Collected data
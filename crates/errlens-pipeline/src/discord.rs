//! Discord webhook integration

use crate::alerting::{AlertError, AlertSummary};
use errlens_rag::Severity;
use reqwest::Client;
use serde::Serialize;

pub struct DiscordClient {
    client: Client,
    webhook_url: String,
    enabled: bool,
}

#[derive(Serialize)]
struct DiscordMessage {
    content: String,
    embeds: Vec<DiscordEmbed>,
}

#[derive(Serialize)]
struct DiscordEmbed {
    title: String,
    description: String,
    color: u32,
    timestamp: String,
}

impl DiscordClient {
    pub fn new(webhook_url: String, enabled: bool) -> Self {
        Self {
            client: Client::new(),
            webhook_url,
            enabled,
        }
    }

    /// Ok(false) when the channel is disabled
    pub async fn send_summary(&self, summary: &AlertSummary) -> Result<bool, AlertError> {
        if !self.enabled {
            return Ok(false);
        }

        let response = self
            .client
            .post(&self.webhook_url)
            .json(&build_message(summary))
            .send()
            .await?;

        let status = response.status();
        if status.is_success() {
            Ok(true)
        } else {
            let body = response.text().await.unwrap_or_default();
            Err(AlertError::Rejected {
                channel: "discord",
                status: status.as_u16(),
                body,
            })
        }
    }
}

fn build_message(summary: &AlertSummary) -> DiscordMessage {
    // embed colors are 0xRRGGBB
    let color = match summary.highest {
        Some(Severity::Critical) => 0xE0_1E_5A,
        Some(Severity::High) => 0xEC_B2_2E,
        Some(Severity::Medium) => 0x36_C5_F0,
        _ => 0x2E_B6_7D,
    };

    DiscordMessage {
        content: summary.headline(),
        embeds: vec![DiscordEmbed {
            title: format!("Run {}", summary.run_id),
            description: summary.body(),
            color,
            timestamp: summary.generated_at.to_rfc3339(),
        }],
    }
}

#[cfg(test)]
mod tests {
    use super::*;
    use chrono::Utc;
    use uuid::Uuid;

    #[test]
    fn test_message_shape() {
        let summary = AlertSummary {
            run_id: Uuid::nil(),
            generated_at: Utc::now(),
            total: 2,
            critical: 2,
            high: 0,
            degraded: 0,
            failed: 0,
            highest: Some(Severity::Critical),
            critical_messages: vec!["disk full".to_string()],
        };
        let value = serde_json::to_value(build_message(&summary)).unwrap();
        assert!(value["content"].as_str().unwrap().contains("2 critical"));
        assert_eq!(value["embeds"][0]["color"], 0xE01E5A);
        assert!(value["embeds"][0]["description"].as_str().unwrap().contains("- disk full"));
    }
}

» WHAT THE TASK ASKS
Write every entry out again. Keep each one exact.

» THE COMPLETED TASK
filename crates/errlens-pipeline/src/discord.rs
//! Discord webhook integration

use crate::alerting::{AlertError, AlertSummary};
use errlens_rag::Severity;
use reqwest::Client;
use serde::Serialize;

pub struct DiscordClient {
    client: Client,
    webhook_url: String,
    enabled: bool,
}

#[derive(Serialize)]
struct DiscordMessage {
    content: String,
    embeds: Vec<DiscordEmbed>,
}

#[derive(Serialize)]
struct DiscordEmbed {
    title: String,
    description: String,
    color: u32,
    timestamp: String,
}

impl DiscordClient {
    pub fn new(webhook_url: String, enabled: bool) -> Self {
        Self {
            client: Client::new(),
            webhook_url,
            enabled,
        }
    }

    /// Ok(false) when the channel is disabled
    pub async fn send_summary(&self, summary: &AlertSummary) -> Result<bool, AlertError> {
        if !self.enabled {
            return Ok(false);
        }

        let response = self
            .client
            .post(&self.webhook_url)
            .json(&build_message(summary))
            .send()
            .await?;

        let status = response.status();
        if status.is_success() {
            Ok(true)
        } else {
            let body = response.text().await.unwrap_or_default();
            Err(AlertError::Rejected {
                channel: "discord",
                status: status.as_u16(),
                body,
            })
        }
    }
}

fn build_message(summary: &AlertSummary) -> DiscordMessage {
    // embed colors are 0xRRGGBB
    let color = match summary.highest {
        Some(Severity::Critical) => 0xE0_1E_5A,
        Some(Severity::High) => 0xEC_B2_2E,
        Some(Severity::Medium) => 0x36_C5_F0,
        _ => 0x2E_B6_7D,
    };

    DiscordMessage {
        content: summary.headline(),
        embeds: vec![DiscordEmbed {
            title: format!("Run {}", summary.run_id),
            description: summary.body(),
            color,
            timestamp: summary.generated_at.to_rfc3339(),
        }],
    }
}

#[cfg(test)]
mod tests {
    use super::*;
    use chrono::Utc;
    use uuid::Uuid;

    #[test]
    fn test_message_shape() {
        let summary = AlertSummary {
            run_id: Uuid::nil(),
            generated_at: Utc::now(),
            total: 2,
            critical: 2,
            high: 0,
            degraded: 0,
            failed: 0,
            highest: Some(Severity::Critical),
            critical_messages: vec!["disk full".to_string()],
        };
        let value = serde_json::to_value(build_message(&summary)).unwrap();
        assert!(value["content"].as_str().unwrap().contains("2 critical"));
        assert_eq!(value["embeds"][0]["color"], 0xE01E5A);
        assert!(value["embeds"][0]["description"].as_str().unwrap().contains("- disk full"));
    }
}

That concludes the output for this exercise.